Institutional flows originating from Europe often influence global market sentiment. Investors in this region prioritize compliance, long-term investment strategies, and assets with robust infrastructure. XRP's growing presence among these favored assets suggests increasing comfort with its liquidity profile and expanding utility. This trend indicates that interest is forming during periods of market stress, rather than solely during hype cycles. The European inflow structure therefore carries significant weight, strengthening the broader global investment picture.
Global Markets Mirror Europe’s Pattern
Outside of the United States, XRP has recorded $252 million in new inflows year-to-date. Bitcoin products have attracted $268 million, though Bitcoin products are still substantially larger in overall scale, being more than twenty-five times the size of XRP inflows. The data reveals a striking ratio: when measured proportionally, institutions are injecting almost twenty-five times more fresh capital into XRP than into Bitcoin. This trend suggests a preference based on functional utility rather than narrative-driven trading.
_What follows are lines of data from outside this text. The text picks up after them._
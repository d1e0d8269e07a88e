//! Procedural ground: a flat grid displaced by a wave, noise and craters.
//!
//! The height at a grid point `(x, y)` is
//!
//! ```text
//! 0.5 * sin(2x) * cos(2y)  +  noise  -  Σ depth * (1 - dist / radius)²
//! ```
//!
//! where the sum runs over every crater whose radius contains the point and
//! `noise` is uniform in `[-0.15, 0.15)`. The deterministic parts
//! ([`base_wave`], [`crater_offset`]) are exposed separately from the noise so
//! they can be evaluated without a random source.
//!
//! # Example
//!
//! ```
//! use lunar_mochi::terrain::{Crater, VertexGrid};
//! use rand::{rngs::StdRng, SeedableRng};
//!
//! let craters = [Crater::new(0.0, 0.0, 2.0, 1.0)];
//! let mut grid = VertexGrid::plane(10.0, 10.0, 10, 10);
//! grid.displace(&craters, &mut StdRng::seed_from_u64(7));
//! assert_eq!(grid.vertex_count(), 121);
//! ```

use glam::Vec3;
use rand::Rng;
use serde::{Deserialize, Serialize};

use crate::mesh::{compute_vertex_normals, MeshData, MeshVertex};

/// Peak height of the base wave.
pub const WAVE_AMPLITUDE: f32 = 0.5;
/// Angular frequency of the base wave along both axes.
pub const WAVE_FREQUENCY: f32 = 2.0;
/// Half-width of the uniform height noise.
pub const NOISE_AMPLITUDE: f32 = 0.15;

/// A circular depression carved into the ground.
#[derive(Clone, Copy, Debug, PartialEq, Serialize, Deserialize)]
pub struct Crater {
    pub center_x: f32,
    pub center_y: f32,
    pub radius: f32,
    pub depth: f32,
}

impl Crater {
    pub const fn new(center_x: f32, center_y: f32, radius: f32, depth: f32) -> Self {
        Self {
            center_x,
            center_y,
            radius,
            depth,
        }
    }

    /// Height change this crater applies at `(x, y)`. Always `<= 0`, and
    /// exactly zero on or outside the rim.
    pub fn contribution(&self, x: f32, y: f32) -> f32 {
        let dx = x - self.center_x;
        let dy = y - self.center_y;
        let dist = (dx * dx + dy * dy).sqrt();
        if dist < self.radius {
            let factor = 1.0 - dist / self.radius;
            -self.depth * factor * factor
        } else {
            0.0
        }
    }
}

/// The three craters of the default lunar ground.
pub fn default_craters() -> Vec<Crater> {
    vec![
        Crater::new(5.0, 5.0, 2.0, 1.0),
        Crater::new(-3.0, 2.0, 1.5, 0.7),
        Crater::new(0.0, -4.0, 2.5, 1.2),
    ]
}

/// Smooth rolling base of the terrain, without noise.
#[inline]
pub fn base_wave(x: f32, y: f32) -> f32 {
    WAVE_AMPLITUDE * (x * WAVE_FREQUENCY).sin() * (y * WAVE_FREQUENCY).cos()
}

/// Summed contribution of every crater at `(x, y)`.
pub fn crater_offset(x: f32, y: f32, craters: &[Crater]) -> f32 {
    craters.iter().map(|c| c.contribution(x, y)).sum()
}

/// Draw one noise sample in `[-NOISE_AMPLITUDE, NOISE_AMPLITUDE)`.
#[inline]
pub fn sample_noise<R: Rng + ?Sized>(rng: &mut R) -> f32 {
    rng.gen_range(-NOISE_AMPLITUDE..NOISE_AMPLITUDE)
}

/// Full terrain height at `(x, y)`: wave, one noise sample, craters.
pub fn compute_height<R: Rng + ?Sized>(x: f32, y: f32, craters: &[Crater], rng: &mut R) -> f32 {
    base_wave(x, y) + sample_noise(rng) + crater_offset(x, y, craters)
}

/// A regular planar grid in the XY plane with heights along Z.
///
/// Vertices are stored row-major. The first row sits at `y = +height / 2`
/// and every row runs from `x = -width / 2` to `x = +width / 2`. Only the z
/// component of a position is ever modified after construction.
#[derive(Clone, Debug)]
pub struct VertexGrid {
    columns: u32,
    rows: u32,
    positions: Vec<Vec3>,
    normals: Vec<Vec3>,
    indices: Vec<u32>,
}

impl VertexGrid {
    /// Create a flat `width × height` plane split into
    /// `segments_x × segments_y` quads.
    pub fn plane(width: f32, height: f32, segments_x: u32, segments_y: u32) -> Self {
        let segments_x = segments_x.max(1);
        let segments_y = segments_y.max(1);
        let columns = segments_x + 1;
        let rows = segments_y + 1;
        let cell_w = width / segments_x as f32;
        let cell_h = height / segments_y as f32;

        let mut positions = Vec::with_capacity((columns * rows) as usize);
        for iy in 0..rows {
            let y = height * 0.5 - iy as f32 * cell_h;
            for ix in 0..columns {
                let x = ix as f32 * cell_w - width * 0.5;
                positions.push(Vec3::new(x, y, 0.0));
            }
        }

        let mut indices = Vec::with_capacity((segments_x * segments_y * 6) as usize);
        for iy in 0..segments_y {
            for ix in 0..segments_x {
                let a = ix + columns * iy;
                let b = ix + columns * (iy + 1);
                let c = (ix + 1) + columns * (iy + 1);
                let d = (ix + 1) + columns * iy;
                indices.extend_from_slice(&[a, b, d, b, c, d]);
            }
        }

        let normals = vec![Vec3::Z; positions.len()];

        Self {
            columns,
            rows,
            positions,
            normals,
            indices,
        }
    }

    /// Vertices per row.
    pub fn columns(&self) -> u32 {
        self.columns
    }

    /// Number of rows.
    pub fn rows(&self) -> u32 {
        self.rows
    }

    pub fn vertex_count(&self) -> usize {
        self.positions.len()
    }

    pub fn positions(&self) -> &[Vec3] {
        &self.positions
    }

    pub fn normals(&self) -> &[Vec3] {
        &self.normals
    }

    pub fn indices(&self) -> &[u32] {
        &self.indices
    }

    /// Row-major index of the vertex at column `ix`, row `iy`.
    #[inline]
    pub fn index(&self, ix: u32, iy: u32) -> usize {
        (iy * self.columns + ix) as usize
    }

    /// Overwrite every vertex's z with `height(x, y)`, then recompute normals.
    pub fn apply_heights<F>(&mut self, mut height: F)
    where
        F: FnMut(f32, f32) -> f32,
    {
        for p in &mut self.positions {
            p.z = height(p.x, p.y);
        }
        self.compute_vertex_normals();
    }

    /// Displace the grid with the full terrain height function.
    pub fn displace<R: Rng + ?Sized>(&mut self, craters: &[Crater], rng: &mut R) {
        self.apply_heights(|x, y| compute_height(x, y, craters, rng));
    }

    /// Rebuild normals from the current positions.
    pub fn compute_vertex_normals(&mut self) {
        compute_vertex_normals(&self.positions, &self.indices, &mut self.normals, Vec3::Z);
    }

    /// Lowest and highest z over the grid.
    pub fn height_range(&self) -> (f32, f32) {
        self.positions
            .iter()
            .fold((f32::INFINITY, f32::NEG_INFINITY), |(lo, hi), p| {
                (lo.min(p.z), hi.max(p.z))
            })
    }

    /// Copy into an uploadable mesh.
    pub fn to_mesh(&self) -> MeshData {
        MeshData {
            vertices: self
                .positions
                .iter()
                .zip(&self.normals)
                .map(|(&p, &n)| MeshVertex::new(p, n))
                .collect(),
            indices: self.indices.clone(),
        }
    }
}

#[cfg(test)]
mod tests {
    use super::*;
    use rand::rngs::StdRng;
    use rand::SeedableRng;

    const EPS: f32 = 1e-6;

    #[test]
    fn test_crater_zero_outside_radius() {
        let crater = Crater::new(1.0, -1.0, 2.0, 3.0);
        assert_eq!(crater.contribution(10.0, 10.0), 0.0);
        assert_eq!(crater.contribution(3.5, -1.0), 0.0);
    }

    #[test]
    fn test_crater_full_depth_at_center() {
        let crater = Crater::new(-3.0, 2.0, 1.5, 0.7);
        assert_eq!(crater.contribution(-3.0, 2.0), -0.7);
    }

    #[test]
    fn test_crater_zero_on_rim() {
        let crater = Crater::new(0.0, 0.0, 2.0, 1.0);
        assert_eq!(crater.contribution(2.0, 0.0), 0.0);
        assert_eq!(crater.contribution(0.0, -2.0), 0.0);
    }

    #[test]
    fn test_crater_halfway() {
        let crater = Crater::new(0.0, 0.0, 2.0, 1.0);
        assert!((crater.contribution(1.0, 0.0) - -0.25).abs() < EPS);
    }

    #[test]
    fn test_overlapping_craters_sum() {
        let craters = [Crater::new(0.0, 0.0, 2.0, 1.0), Crater::new(0.0, 0.0, 4.0, 2.0)];
        let expected = -0.25 + -2.0 * 0.75 * 0.75;
        assert!((crater_offset(1.0, 0.0, &craters) - expected).abs() < EPS);

        let reversed = [craters[1], craters[0]];
        assert!((crater_offset(1.0, 0.0, &reversed) - expected).abs() < EPS);
    }

    #[test]
    fn test_base_wave_values() {
        assert_eq!(base_wave(0.0, 0.0), 0.0);
        let x = std::f32::consts::FRAC_PI_4;
        assert!((base_wave(x, 0.0) - 0.5).abs() < EPS);
    }

    #[test]
    fn test_noise_bounded() {
        let mut rng = StdRng::seed_from_u64(42);
        for _ in 0..10_000 {
            let n = sample_noise(&mut rng);
            assert!((-NOISE_AMPLITUDE..NOISE_AMPLITUDE).contains(&n));
        }
    }

    #[test]
    fn test_height_outside_craters_is_wave_plus_noise() {
        let craters = default_craters();
        let mut rng = StdRng::seed_from_u64(3);
        for &(x, y) in &[(15.0, 15.0), (-15.0, -12.0), (10.0, -18.0)] {
            let h = compute_height(x, y, &craters, &mut rng);
            assert!((h - base_wave(x, y)).abs() <= NOISE_AMPLITUDE);
        }
    }

    #[test]
    fn test_plane_layout() {
        let grid = VertexGrid::plane(40.0, 40.0, 40, 40);
        assert_eq!(grid.columns(), 41);
        assert_eq!(grid.rows(), 41);
        assert_eq!(grid.vertex_count(), 41 * 41);
        assert_eq!(grid.indices().len(), 40 * 40 * 6);

        assert_eq!(grid.positions()[0], Vec3::new(-20.0, 20.0, 0.0));
        assert_eq!(grid.positions()[40], Vec3::new(20.0, 20.0, 0.0));
        let last = grid.positions()[grid.index(40, 40)];
        assert_eq!(last, Vec3::new(20.0, -20.0, 0.0));
    }

    #[test]
    fn test_flat_grid_normals_face_up() {
        let mut grid = VertexGrid::plane(4.0, 4.0, 4, 4);
        grid.compute_vertex_normals();
        for n in grid.normals() {
            assert!((*n - Vec3::Z).length() < EPS);
        }
    }

    #[test]
    fn test_displace_only_writes_z() {
        let flat = VertexGrid::plane(8.0, 6.0, 8, 6);
        let mut grid = flat.clone();
        grid.displace(&default_craters(), &mut StdRng::seed_from_u64(11));

        for (a, b) in flat.positions().iter().zip(grid.positions()) {
            assert_eq!(a.x, b.x);
            assert_eq!(a.y, b.y);
        }
    }

    #[test]
    fn test_deterministic_part_matches_wave_and_craters() {
        let craters = default_craters();
        let mut grid = VertexGrid::plane(40.0, 40.0, 40, 40);
        grid.apply_heights(|x, y| base_wave(x, y) + crater_offset(x, y, &craters));

        let center = grid.positions()[grid.index(20, 24)];
        assert_eq!(center.x, 0.0);
        assert_eq!(center.y, -4.0);
        let expected = base_wave(0.0, -4.0) - 1.2;
        assert!((center.z - expected).abs() < 1e-5);
    }

    #[test]
    fn test_seeded_displacement_is_reproducible() {
        let craters = default_craters();
        let mut a = VertexGrid::plane(20.0, 20.0, 16, 16);
        let mut b = a.clone();
        a.displace(&craters, &mut StdRng::seed_from_u64(99));
        b.displace(&craters, &mut StdRng::seed_from_u64(99));
        assert_eq!(a.positions(), b.positions());
        assert_eq!(a.normals(), b.normals());
    }

    #[test]
    fn test_recompute_normals_is_idempotent() {
        let mut grid = VertexGrid::plane(20.0, 20.0, 20, 20);
        grid.displace(&default_craters(), &mut StdRng::seed_from_u64(5));
        let first = grid.normals().to_vec();
        grid.compute_vertex_normals();
        assert_eq!(first, grid.normals());
    }

    #[test]
    fn test_crater_floor_is_lowest_region() {
        let craters = [Crater::new(0.0, 0.0, 3.0, 2.0)];
        let mut grid = VertexGrid::plane(10.0, 10.0, 10, 10);
        grid.apply_heights(|x, y| crater_offset(x, y, &craters));
        let (lo, hi) = grid.height_range();
        assert_eq!(lo, -2.0);
        assert_eq!(hi, 0.0);
    }

    #[test]
    fn test_slope_normals_tilt_away_from_rise() {
        let mut grid = VertexGrid::plane(4.0, 4.0, 4, 4);
        // Height increases with x, so normals lean towards -x.
        grid.apply_heights(|x, _| x);
        let n = grid.normals()[grid.index(2, 2)];
        assert!(n.x < 0.0);
        assert!(n.z > 0.0);
        assert!(n.y.abs() < 1e-5);
    }

    #[test]
    fn test_to_mesh_matches_grid() {
        let mut grid = VertexGrid::plane(2.0, 2.0, 2, 2);
        grid.displace(&[], &mut StdRng::seed_from_u64(1));
        let mesh = grid.to_mesh();
        assert_eq!(mesh.vertex_count(), grid.vertex_count());
        assert_eq!(mesh.indices, grid.indices());
        assert_eq!(mesh.vertices[4].position, grid.positions()[4].to_array());
    }
}
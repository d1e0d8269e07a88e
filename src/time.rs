//! Simulated clock and frame-rate measurement.
//!
//! The animation runs on [`SimClock`], a fixed-step accumulator: every tick
//! adds the same step no matter how long the frame actually took, so the
//! scene evolves identically on fast and slow machines. Wall-clock time only
//! feeds [`FrameMeter`], which is used for display.
//!
//! # Example
//!
//! ```
//! use lunar_mochi::time::SimClock;
//!
//! let mut clock = SimClock::new(0.02);
//! clock.advance();
//! clock.advance();
//! assert_eq!(clock.ticks(), 2);
//! assert!((clock.time() - 0.04).abs() < 1e-6);
//! ```

use std::time::{Duration, Instant};

/// Default simulated seconds per tick.
pub const DEFAULT_STEP: f32 = 0.02;

/// Fixed-step simulated clock.
#[derive(Debug, Clone)]
pub struct SimClock {
    /// Seconds added per tick.
    step: f32,
    /// Accumulated simulated time. Kept in f64 so long sessions do not lose
    /// the step to rounding.
    elapsed: f64,
    /// Ticks applied since start or the last reset.
    ticks: u64,
    paused: bool,
}

impl SimClock {
    pub fn new(step: f32) -> Self {
        Self {
            step,
            elapsed: 0.0,
            ticks: 0,
            paused: false,
        }
    }

    /// Advance by one step and return the new time.
    ///
    /// Returns `None` while paused; the clock does not move.
    pub fn advance(&mut self) -> Option<f32> {
        if self.paused {
            return None;
        }
        self.elapsed += self.step as f64;
        self.ticks += 1;
        Some(self.time())
    }

    /// Current simulated time in seconds.
    #[inline]
    pub fn time(&self) -> f32 {
        self.elapsed as f32
    }

    #[inline]
    pub fn step(&self) -> f32 {
        self.step
    }

    #[inline]
    pub fn ticks(&self) -> u64 {
        self.ticks
    }

    #[inline]
    pub fn is_paused(&self) -> bool {
        self.paused
    }

    pub fn pause(&mut self) {
        self.paused = true;
    }

    pub fn resume(&mut self) {
        self.paused = false;
    }

    pub fn toggle_pause(&mut self) {
        self.paused = !self.paused;
    }

    /// Back to time zero. Pause state is kept.
    pub fn reset(&mut self) {
        self.elapsed = 0.0;
        self.ticks = 0;
    }
}

impl Default for SimClock {
    fn default() -> Self {
        Self::new(DEFAULT_STEP)
    }
}

/// Rendered-frames-per-second meter.
///
/// Averages over a window (500 ms by default) instead of per frame so the
/// value shown in the title bar does not flicker.
#[derive(Debug)]
pub struct FrameMeter {
    window_frames: u64,
    window_start: Instant,
    interval: Duration,
    fps: f32,
}

impl FrameMeter {
    pub fn new() -> Self {
        Self::with_interval(Duration::from_millis(500))
    }

    pub fn with_interval(interval: Duration) -> Self {
        Self {
            window_frames: 0,
            window_start: Instant::now(),
            interval,
            fps: 0.0,
        }
    }

    /// Record one rendered frame. Returns `true` when the FPS estimate was
    /// refreshed.
    pub fn record(&mut self) -> bool {
        self.record_at(Instant::now())
    }

    fn record_at(&mut self, now: Instant) -> bool {
        self.window_frames += 1;

        let elapsed = now.duration_since(self.window_start);
        if elapsed >= self.interval && !elapsed.is_zero() {
            self.fps = self.window_frames as f32 / elapsed.as_secs_f32();
            self.window_frames = 0;
            self.window_start = now;
            true
        } else {
            false
        }
    }

    /// Latest averaged FPS; 0 until the first window completes.
    #[inline]
    pub fn fps(&self) -> f32 {
        self.fps
    }
}

impl Default for FrameMeter {
    fn default() -> Self {
        Self::new()
    }
}
//! Surface appearance of scene parts.

use glam::Vec3;

/// How a part reacts to the scene lights.
#[derive(Clone, Copy, Debug, PartialEq, Eq)]
pub enum Shading {
    /// Ambient plus directional diffuse, with a roughness-scaled highlight.
    Lit,
    /// Flat colour, unaffected by lights (stars, eyes).
    Unlit,
}

/// Colour and shading model of a part. Colours are linear RGB.
#[derive(Clone, Copy, Debug, PartialEq)]
pub struct Material {
    pub color: Vec3,
    pub roughness: f32,
    pub shading: Shading,
}

impl Material {
    /// Lit material from an sRGB hex colour such as `0xe0c878`.
    pub fn lit(hex: u32, roughness: f32) -> Self {
        Self {
            color: srgb_hex_to_linear(hex),
            roughness: roughness.clamp(0.0, 1.0),
            shading: Shading::Lit,
        }
    }

    /// Unlit material from an sRGB hex colour.
    pub fn unlit(hex: u32) -> Self {
        Self {
            color: srgb_hex_to_linear(hex),
            roughness: 1.0,
            shading: Shading::Unlit,
        }
    }
}

/// Convert one sRGB-encoded channel in `[0, 1]` to linear.
pub fn srgb_to_linear(c: f32) -> f32 {
    if c <= 0.04045 {
        c / 12.92
    } else {
        ((c + 0.055) / 1.055).powf(2.4)
    }
}

/// Decode a `0xRRGGBB` sRGB colour into linear RGB.
pub fn srgb_hex_to_linear(hex: u32) -> Vec3 {
    let r = ((hex >> 16) & 0xff) as f32 / 255.0;
    let g = ((hex >> 8) & 0xff) as f32 / 255.0;
    let b = (hex & 0xff) as f32 / 255.0;
    Vec3::new(srgb_to_linear(r), srgb_to_linear(g), srgb_to_linear(b))
}

#[cfg(test)]
mod tests {
    use super::*;

    #[test]
    fn test_hex_extremes() {
        assert_eq!(srgb_hex_to_linear(0x000000), Vec3::ZERO);
        assert!((srgb_hex_to_linear(0xffffff) - Vec3::ONE).length() < 1e-6);
    }

    #[test]
    fn test_channel_order() {
        let c = srgb_hex_to_linear(0xff0000);
        assert!(c.x > 0.99 && c.y == 0.0 && c.z == 0.0);
    }

    #[test]
    fn test_midtone_darkens() {
        // sRGB 0.5 is about 0.214 linear.
        let l = srgb_to_linear(0.5);
        assert!((l - 0.214).abs() < 0.001);
    }

    #[test]
    fn test_roughness_clamped() {
        assert_eq!(Material::lit(0xffffff, 2.0).roughness, 1.0);
        assert_eq!(Material::unlit(0xffffff).shading, Shading::Unlit);
    }
}
//! Keyboard and mouse state collected from window events.
//!
//! The viewer feeds every [`WindowEvent`] into [`Input::handle_event`], reads
//! what happened during the frame, then calls [`Input::begin_frame`] to clear
//! the per-frame state.

use glam::Vec2;
use std::collections::HashSet;
use winit::event::{ElementState, MouseButton as WinitMouseButton, MouseScrollDelta, WindowEvent};
use winit::keyboard::{KeyCode, PhysicalKey};

/// Mouse button identifiers.
#[derive(Debug, Clone, Copy, PartialEq, Eq, Hash)]
pub enum MouseButton {
    Left,
    Right,
    Middle,
    Other,
}

impl From<WinitMouseButton> for MouseButton {
    fn from(btn: WinitMouseButton) -> Self {
        match btn {
            WinitMouseButton::Left => MouseButton::Left,
            WinitMouseButton::Right => MouseButton::Right,
            WinitMouseButton::Middle => MouseButton::Middle,
            _ => MouseButton::Other,
        }
    }
}

/// Input state tracking for keyboard and mouse.
#[derive(Debug, Default)]
pub struct Input {
    keys_held: HashSet<KeyCode>,
    keys_pressed: HashSet<KeyCode>,

    buttons_held: HashSet<MouseButton>,

    /// Cursor position in window pixels, once the cursor has been seen.
    cursor: Option<Vec2>,
    /// Cursor movement accumulated this frame.
    cursor_delta: Vec2,
    /// Wheel notches accumulated this frame; positive scrolls up.
    scroll_delta: f32,
}

impl Input {
    pub fn new() -> Self {
        Self::default()
    }

    /// Check if a key went down this frame. Auto-repeat does not count.
    pub fn key_pressed(&self, key: KeyCode) -> bool {
        self.keys_pressed.contains(&key)
    }

    pub fn key_held(&self, key: KeyCode) -> bool {
        self.keys_held.contains(&key)
    }

    pub fn button_held(&self, button: MouseButton) -> bool {
        self.buttons_held.contains(&button)
    }

    /// Cursor movement since the last [`begin_frame`](Self::begin_frame).
    pub fn cursor_delta(&self) -> Vec2 {
        self.cursor_delta
    }

    pub fn scroll_delta(&self) -> f32 {
        self.scroll_delta
    }

    /// Clear per-frame state. Held keys and buttons persist.
    pub fn begin_frame(&mut self) {
        self.keys_pressed.clear();
        self.cursor_delta = Vec2::ZERO;
        self.scroll_delta = 0.0;
    }

    /// Process a winit window event.
    pub fn handle_event(&mut self, event: &WindowEvent) {
        match event {
            WindowEvent::KeyboardInput { event, .. } => {
                if let PhysicalKey::Code(key) = event.physical_key {
                    match event.state {
                        ElementState::Pressed => self.press_key(key),
                        ElementState::Released => self.release_key(key),
                    }
                }
            }
            WindowEvent::MouseInput { state, button, .. } => {
                let button = MouseButton::from(*button);
                match state {
                    ElementState::Pressed => {
                        self.buttons_held.insert(button);
                    }
                    ElementState::Released => {
                        self.buttons_held.remove(&button);
                    }
                }
            }
            WindowEvent::CursorMoved { position, .. } => {
                self.move_cursor(Vec2::new(position.x as f32, position.y as f32));
            }
            WindowEvent::CursorLeft { .. } => {
                self.cursor = None;
            }
            WindowEvent::MouseWheel { delta, .. } => {
                self.scroll_delta += match delta {
                    MouseScrollDelta::LineDelta(_, y) => *y,
                    MouseScrollDelta::PixelDelta(pos) => pos.y as f32 / 100.0,
                };
            }
            WindowEvent::Focused(false) => {
                self.keys_held.clear();
                self.buttons_held.clear();
            }
            _ => {}
        }
    }

    fn press_key(&mut self, key: KeyCode) {
        // Only a fresh press counts, not auto-repeat
        if self.keys_held.insert(key) {
            self.keys_pressed.insert(key);
        }
    }

    fn release_key(&mut self, key: KeyCode) {
        self.keys_held.remove(&key);
    }

    fn move_cursor(&mut self, position: Vec2) {
        if let Some(last) = self.cursor {
            self.cursor_delta += position - last;
        }
        self.cursor = Some(position);
    }
}

#[cfg(test)]
mod tests {
    use super::*;

    #[test]
    fn test_key_press_is_per_frame() {
        let mut input = Input::new();
        input.press_key(KeyCode::Space);
        assert!(input.key_pressed(KeyCode::Space));
        assert!(input.key_held(KeyCode::Space));

        input.begin_frame();
        assert!(!input.key_pressed(KeyCode::Space));
        assert!(input.key_held(KeyCode::Space));

        // Auto-repeat while held
        input.press_key(KeyCode::Space);
        assert!(!input.key_pressed(KeyCode::Space));

        input.release_key(KeyCode::Space);
        input.press_key(KeyCode::Space);
        assert!(input.key_pressed(KeyCode::Space));
    }

    #[test]
    fn test_cursor_delta_accumulates() {
        let mut input = Input::new();
        input.move_cursor(Vec2::new(100.0, 100.0));
        assert_eq!(input.cursor_delta(), Vec2::ZERO);

        input.move_cursor(Vec2::new(110.0, 95.0));
        input.move_cursor(Vec2::new(115.0, 90.0));
        assert_eq!(input.cursor_delta(), Vec2::new(15.0, -10.0));

        input.begin_frame();
        assert_eq!(input.cursor_delta(), Vec2::ZERO);
        assert_eq!(input.cursor, Some(Vec2::new(115.0, 90.0)));
    }

    #[test]
    fn test_cursor_left_resets_tracking() {
        let mut input = Input::new();
        input.move_cursor(Vec2::new(10.0, 10.0));
        input.handle_event(&WindowEvent::CursorLeft {
            device_id: unsafe { winit::event::DeviceId::dummy() },
        });
        input.move_cursor(Vec2::new(500.0, 500.0));
        assert_eq!(input.cursor_delta(), Vec2::ZERO);
    }

    #[test]
    fn test_focus_loss_releases_everything() {
        let mut input = Input::new();
        input.press_key(KeyCode::KeyR);
        input.buttons_held.insert(MouseButton::Left);
        input.handle_event(&WindowEvent::Focused(false));
        assert!(!input.key_held(KeyCode::KeyR));
        assert!(!input.button_held(MouseButton::Left));
    }
}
This pattern is also evident across Asia and other non-US regions. Market weakness typically prompts allocators to search for assets that demonstrate resilience and functional utility. XRP's underlying architecture is designed to support settlement, compliance alignment, and predictable liquidity movement. Institutions outside the US appear to recognize this shift and are allocating capital based on fundamental strengths rather than speculative narratives.
United States Begins Accelerating XRP Exposure
Synthetic XRP products in the United States have seen $241 million in inflows this year, a figure that surpasses the $206 million added to Solana's synthetic product. All other altcoin products in the synthetic category lag significantly behind. The timing of these inflows is particularly noteworthy, as US markets experienced $6.4 billion in outflows from Bitcoin and Ethereum ETFs in November. Investors who reduced their exposure to these two largest assets have subsequently moved capital into XRP products.
This development signifies a critical change in institutional behavior within the United States. Allocators are increasingly seeking tokens that are integrated within the regulated finance stack, rather than those that rely on speculative cycles for growth. XRP is gaining momentum at a time when capital typically flees riskier markets. This timing reinforces the broader signal of a global shift in preference.
GTreasury Acquisition Strengthens XRP’s Role in Enterprise Systems
Ripple's acquisition of GTreasury, a platform that connects to the financial operations of major corporations, is integrating XRP into workflows that manage $12.5 trillion in enterprise liquidity. Corporate teams utilize GTreasury for managing cross-border payments, payroll, working capital, and supply-chain networks. Analysts suggest that this integration embeds XRP into real-time settlement rails within environments where treasurers oversee billions in daily liquidity.
This strategic move shifts XRP's perceived use case from speculative trading towards operational finance. XRP is evolving into a foundational back-end infrastructure rather than primarily a retail-driven trading asset. The integration significantly strengthens its utility profile and provides further support for the institutional inflow data observed across global markets.
XRP Outperforms a Declining Market
Data from WisdomTree confirms that XRP has achieved the only positive year-to-date return among major cryptocurrencies in 2025, with a 4% gain. This performance demonstrates resilience in a year characterized by macroeconomic tightening and risk-off investor behavior.
Institutional inflows across Europe, Asia, non-US regions, and the United States all converge on a similar conclusion: professional capital is increasingly viewing XRP as an operational asset aligned with the future of regulated global settlement. While short-term price performance may lag, institutional allocator preference often precedes significant price expansion.